But it was another slogan that made headlines after the June 13 event: “Dirty Jews,” shouted by at least one man over and over again at far-right activists brandishing a “White Lives Matter” banner. A video showing this was posted on the right-wing weekly news site Valeurs Actuelles, which reported that a number of protesters had also shouted that. 

Paris’ chief of police called on prosecutors to investigate and the Jewish umbrella group Crif said antisemites had infiltrated the protest “using a noble cause, the fight against racism, to spread hatred against Jews and Israel.”

“This says something about the protest. How can this type of incitement be shouted again and again without people reacting and demanding that those people leave?” Francis Kalifat, the head of Crif, told Haaretz. 

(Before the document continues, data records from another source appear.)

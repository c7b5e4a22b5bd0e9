use std::collections::BTreeSet;
use std::convert::Infallible;
use std::io::{Read, Write};
use std::str::FromStr;
use std::sync::{Arc, PoisonError, RwLock, Weak};

use tracing::{debug, info};

use crate::adapter::StoreAdapter;
use crate::attributes::{self, AttributeEntry, AttributeMap, AttributeValue, AttributeView};
use crate::channel::BlobChannel;
use crate::config::FileSystemConfig;
use crate::error::{FsError, FsResult};
use crate::file_store::FileStore;
use crate::manager::Registry;
use crate::metadata::{ObjectMetadata, FOLDER_MARKER};
use crate::options::{AccessMode, CopyOption, OpenOption, OpenOptions};
use crate::path::{BlobPath, FileSystemId, PATH_SEPARATOR};
use crate::store::BlobCopyOptions;
use crate::uri::ConnectionTarget;

/// Which attributes a query selects.
#[derive(Debug, Clone, PartialEq, Eq)]
enum AttributeSelection {
    All,
    Names(Vec<String>),
}

/// A parsed `"[view:]name[,name...]"` or `"[view:]*"` query.
#[derive(Debug, Clone, PartialEq, Eq)]
struct AttributeQuery {
    view: String,
    selection: AttributeSelection,
}

impl AttributeQuery {
    /// Resolves the query to table entries without touching the store.
    fn entries(&self) -> FsResult<Vec<&'static AttributeEntry>> {
        match &self.selection {
            AttributeSelection::All => Ok(attributes::all_for(&self.view)?.collect()),
            AttributeSelection::Names(names) => names
                .iter()
                .map(|name| attributes::lookup(&self.view, name))
                .collect(),
        }
    }
}

impl FromStr for AttributeQuery {
    type Err = FsError;

    fn from_str(s: &str) -> Result<Self, Self::Err> {
        let (view, rest) = match s.split_once(':') {
            Some((view, rest)) => (view.trim(), rest),
            None => (AttributeView::Basic.name(), s),
        };
        if rest.trim() == "*" {
            return Ok(AttributeQuery {
                view: view.to_string(),
                selection: AttributeSelection::All,
            });
        }
        let names: Vec<String> = rest
            .split(',')
            .map(str::trim)
            .filter(|n| !n.is_empty())
            .map(str::to_string)
            .collect();
        if names.is_empty() {
            return Err(FsError::InvalidArgument(format!(
                "Empty attribute query: {}",
                s
            )));
        }
        Ok(AttributeQuery {
            view: view.to_string(),
            selection: AttributeSelection::Names(names),
        })
    }
}

/// A bucket presented as a hierarchical filesystem.
///
/// Obtained from [`crate::ConnectionManager::open`]. Every query goes to the
/// store; nothing is cached between calls.
#[derive(Debug)]
pub struct BucketFileSystem {
    id: FileSystemId,
    target: ConnectionTarget,
    config: FileSystemConfig,
    adapter: RwLock<Option<Arc<StoreAdapter>>>,
    registry: Weak<Registry>,
}

impl BucketFileSystem {
    pub(crate) fn new(
        target: ConnectionTarget,
        config: FileSystemConfig,
        adapter: StoreAdapter,
        registry: Weak<Registry>,
    ) -> Self {
        Self {
            id: FileSystemId::next(),
            target,
            config,
            adapter: RwLock::new(Some(Arc::new(adapter))),
            registry,
        }
    }

    pub fn id(&self) -> FileSystemId {
        self.id
    }

    /// Connection key this filesystem is registered under.
    pub fn key(&self) -> &str {
        self.target.key()
    }

    pub fn bucket(&self) -> &str {
        self.target.bucket()
    }

    pub fn endpoint(&self) -> &str {
        self.target.endpoint()
    }

    pub fn config(&self) -> &FileSystemConfig {
        &self.config
    }

    pub fn separator(&self) -> &'static str {
        PATH_SEPARATOR
    }

    pub fn supported_attribute_views(&self) -> Vec<&'static str> {
        AttributeView::ALL.iter().map(AttributeView::name).collect()
    }

    pub fn is_read_only(&self) -> bool {
        self.config.read_only
    }

    pub fn is_open(&self) -> bool {
        self.adapter
            .read()
            .unwrap_or_else(PoisonError::into_inner)
            .is_some()
    }

    /// An absolute path in this filesystem's bucket.
    ///
    /// A leading segment equal to the bucket name is taken as the bucket
    /// qualifier, so `path(["/docs/a"])` and `path(["a"])` are equal in
    /// bucket `docs`.
    pub fn path<I, S>(&self, parts: I) -> BlobPath
    where
        I: IntoIterator<Item = S>,
        S: AsRef<str>,
    {
        BlobPath::owned_absolute(self.bucket(), self.id, parts)
    }

    pub fn root_directory(&self) -> BlobPath {
        self.path(std::iter::empty::<&str>())
    }

    fn client(&self) -> FsResult<Arc<StoreAdapter>> {
        self.adapter
            .read()
            .unwrap_or_else(PoisonError::into_inner)
            .clone()
            .ok_or_else(|| FsError::Closed(format!("filesystem {}", self.key())))
    }

    /// Store key for `path`, after checking that the path belongs here.
    fn locate(&self, path: &BlobPath) -> FsResult<String> {
        let (bucket, key) = match (path.bucket(), path.bucket_key()) {
            (Some(bucket), Some(key)) => (bucket, key),
            _ => {
                return Err(FsError::IllegalPath(format!(
                    "{} is not absolute",
                    path
                )))
            }
        };
        if path.owner().is_some_and(|owner| owner != self.id) || bucket != self.bucket() {
            return Err(FsError::IllegalPath(format!(
                "{} belongs to another filesystem than {}",
                path,
                self.key()
            )));
        }
        Ok(key)
    }

    fn ensure_writable(&self, operation: &str) -> FsResult<()> {
        if self.config.read_only {
            return Err(FsError::ReadOnly(format!("{} on {}", operation, self.key())));
        }
        Ok(())
    }

    pub fn exists(&self, path: &BlobPath) -> FsResult<bool> {
        let key = self.locate(path)?;
        self.client()?.exists(self.bucket(), &key)
    }

    /// Fresh metadata snapshot for `path`, or `NotFound`.
    pub fn metadata(&self, path: &BlobPath) -> FsResult<ObjectMetadata> {
        let key = self.locate(path)?;
        self.client()?
            .head(self.bucket(), &key)?
            .ok_or_else(|| FsError::NotFound(path.render()))
    }

    pub fn new_channel(
        &self,
        path: &BlobPath,
        options: impl Into<OpenOptions>,
    ) -> FsResult<BlobChannel> {
        let options = options.into();
        self.locate(path)?;
        if options.mutates() {
            self.ensure_writable("open for writing")?;
        }
        BlobChannel::open(self.client()?, path.clone(), options)
    }

    /// Reads the whole object at `path`.
    pub fn read(&self, path: &BlobPath) -> FsResult<Vec<u8>> {
        let mut channel = self.new_channel(path, OpenOptions::read_only())?;
        let mut content = Vec::new();
        channel.read_to_end(&mut content)?;
        channel.close()?;
        Ok(content)
    }

    /// Replaces the object at `path` with `data`, creating it if needed.
    pub fn write(&self, path: &BlobPath, data: &[u8]) -> FsResult<()> {
        let mut channel = self.new_channel(
            path,
            [
                OpenOption::Create,
                OpenOption::Write,
                OpenOption::TruncateExisting,
            ],
        )?;
        channel.write_all(data)?;
        channel.close()
    }

    pub fn create_directory(&self, path: &BlobPath) -> FsResult<()> {
        let key = self.locate(path)?;
        self.ensure_writable("create directory")?;
        self.client()?.create_folder(self.bucket(), &key)?;
        debug!(path = %path, "created directory");
        Ok(())
    }

    /// Deletes `path`. Deleting something that does not exist is a no-op.
    pub fn delete(&self, path: &BlobPath) -> FsResult<()> {
        let key = self.locate(path)?;
        self.ensure_writable("delete")?;
        let client = self.client()?;
        if client.exists(self.bucket(), &key)? {
            client.delete(self.bucket(), &key)?;
        } else {
            debug!(path = %path, "delete of missing path ignored");
        }
        Ok(())
    }

    /// Server-side copy of a regular file.
    ///
    /// Fails with `AlreadyExists` when the target exists, unless
    /// [`CopyOption::ReplaceExisting`] is given. With
    /// [`CopyOption::CopyAttributes`] the content type and user metadata of
    /// the source are carried over.
    pub fn copy(
        &self,
        source: &BlobPath,
        target: &BlobPath,
        options: &[CopyOption],
    ) -> FsResult<()> {
        let source_key = self.locate(source)?;
        let target_key = self.locate(target)?;
        self.ensure_writable("copy")?;
        if options.contains(&CopyOption::AtomicMove) {
            return Err(FsError::Unsupported("atomic copy".to_string()));
        }
        if self.is_same_file(source, target) {
            return Ok(());
        }

        let client = self.client()?;
        let source_meta = client
            .head(self.bucket(), &source_key)?
            .ok_or_else(|| FsError::NotFound(source.render()))?;
        if source_meta.is_directory() {
            return Err(FsError::Unsupported(format!(
                "{} is a directory, copying folders is not possible",
                source
            )));
        }
        if !options.contains(&CopyOption::ReplaceExisting)
            && client.exists(self.bucket(), &target_key)?
        {
            return Err(FsError::AlreadyExists(target.render()));
        }

        let copy_options = if options.contains(&CopyOption::CopyAttributes) {
            BlobCopyOptions {
                content_type: source_meta.content_type,
                user_metadata: Some(source_meta.user_metadata),
            }
        } else {
            BlobCopyOptions::default()
        };
        client.copy(
            self.bucket(),
            &source_key,
            self.bucket(),
            &target_key,
            copy_options,
        )?;
        debug!(source = %source, target = %target, "copied object");
        Ok(())
    }

    /// Copy followed by delete of the source.
    ///
    /// Not atomic: if the delete fails, both objects remain and the error
    /// is returned.
    pub fn rename(
        &self,
        source: &BlobPath,
        target: &BlobPath,
        options: &[CopyOption],
    ) -> FsResult<()> {
        if options.contains(&CopyOption::AtomicMove) {
            return Err(FsError::Unsupported("atomic move".to_string()));
        }
        if self.is_same_file(source, target) {
            self.locate(source)?;
            return Ok(());
        }
        self.copy(source, target, options)?;
        self.delete(source)
    }

    /// Reads attributes selected by `query` (`"size"`, `"basic:*"`,
    /// `"posix:owner"`, `"basic:size,isDirectory"`).
    ///
    /// The query is validated before any store call. Attributes that cannot
    /// be produced come back as `None`.
    pub fn read_attributes(&self, path: &BlobPath, query: &str) -> FsResult<AttributeMap> {
        let query: AttributeQuery = query.parse()?;
        let entries = query.entries()?;
        let metadata = self.metadata(path)?;
        Ok(attributes::collect(entries, &metadata))
    }

    pub fn set_attribute(
        &self,
        path: &BlobPath,
        attribute: &str,
        _value: AttributeValue,
    ) -> FsResult<()> {
        Err(FsError::Unsupported(format!(
            "setting attribute {} on {}",
            attribute, path
        )))
    }

    pub fn create_symbolic_link(&self, link: &BlobPath, _target: &BlobPath) -> FsResult<()> {
        Err(FsError::Unsupported(format!("symbolic link {}", link)))
    }

    pub fn new_watch_service(&self) -> FsResult<Infallible> {
        Err(FsError::Unsupported("watch service".to_string()))
    }

    pub fn path_matcher(&self, syntax_and_pattern: &str) -> FsResult<Infallible> {
        Err(FsError::Unsupported(format!("path matcher {}", syntax_and_pattern)))
    }

    /// Immediate children of the directory at `path`, sorted.
    ///
    /// Deeper keys are collapsed to their first segment below `path` and
    /// folder markers are not listed.
    pub fn read_dir(&self, path: &BlobPath) -> FsResult<Vec<BlobPath>> {
        let key = self.locate(path)?;
        let client = self.client()?;
        let prefix = if key.is_empty() {
            String::new()
        } else {
            format!("{}{}", key, PATH_SEPARATOR)
        };

        let mut children = BTreeSet::new();
        let mut listed_any = false;
        for found in client.list_keys(self.bucket(), &prefix)? {
            listed_any = true;
            let Some(rest) = found.strip_prefix(&prefix) else {
                continue;
            };
            let child = rest.split(PATH_SEPARATOR).next().unwrap_or_default();
            if child.is_empty() || child == FOLDER_MARKER {
                continue;
            }
            children.insert(child.to_string());
        }

        if !listed_any && !key.is_empty() {
            match client.head(self.bucket(), &key)? {
                None => return Err(FsError::NotFound(path.render())),
                Some(meta) if meta.is_regular_file() => {
                    return Err(FsError::IllegalPath(format!("{} is not a directory", path)))
                }
                Some(_) => {}
            }
        }

        Ok(children
            .into_iter()
            .map(|child| path.resolve_str(&child))
            .collect())
    }

    /// The container backing this filesystem, as a [`FileStore`].
    pub fn file_stores(&self) -> FsResult<Vec<FileStore>> {
        let containers = self.client()?.list_containers()?;
        Ok(containers
            .into_iter()
            .filter(|c| c.name == self.bucket())
            .map(|c| FileStore::new(c, self.config.read_only))
            .collect())
    }

    pub fn is_same_file(&self, a: &BlobPath, b: &BlobPath) -> bool {
        a.render() == b.render()
    }

    /// True for an existing path whose file name starts with a dot.
    pub fn is_hidden(&self, path: &BlobPath) -> FsResult<bool> {
        let dotted = path
            .bucket_key()
            .and_then(|key| key.rsplit(PATH_SEPARATOR).next().map(|name| name.starts_with('.')))
            .unwrap_or(false);
        Ok(dotted && self.exists(path)?)
    }

    pub fn check_access(&self, path: &BlobPath, modes: &[AccessMode]) -> FsResult<()> {
        if modes.contains(&AccessMode::Execute) {
            return Err(FsError::Unsupported(format!("execute access on {}", path)));
        }
        if !self.exists(path)? {
            return Err(FsError::NotFound(path.render()));
        }
        if modes.contains(&AccessMode::Write) {
            self.ensure_writable("write access")?;
        }
        Ok(())
    }

    /// Releases the client and removes this filesystem from its manager.
    ///
    /// Later operations fail with `Closed`. Open channels keep working on
    /// their own staging files but are not tracked. Closing twice is a
    /// no-op.
    pub fn close(&self) {
        let released = self
            .adapter
            .write()
            .unwrap_or_else(PoisonError::into_inner)
            .take();
        if released.is_none() {
            return;
        }
        if let Some(registry) = self.registry.upgrade() {
            let mut filesystems = registry.write().unwrap_or_else(PoisonError::into_inner);
            if filesystems
                .get(self.key())
                .is_some_and(|registered| registered.id == self.id)
            {
                filesystems.remove(self.key());
            }
        }
        info!(uri = self.key(), "closed filesystem");
    }
}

The Paris protest had been organized by Assa Traoré, sister of the late Adama Traoré, and she did condemn the antisemitic slogans while the protest was still ongoing. “We are all Jewish, we are all Christian and all Muslim. We’re fighting racism together,” she told the crowd during the protest on June 13. 

 

Assa Traoré has long-standing ties with the French Jewish community, working for the OPEJ foundation as a “special educator” for children. OPEJ had originally been founded to help hide Jewish children separated from their parents during World War II and later helped them find solutions after the war, Now it is devoted to helping children of all backgrounds, operating out of Sarcelles, home to one of France’s largest Jewish communities. 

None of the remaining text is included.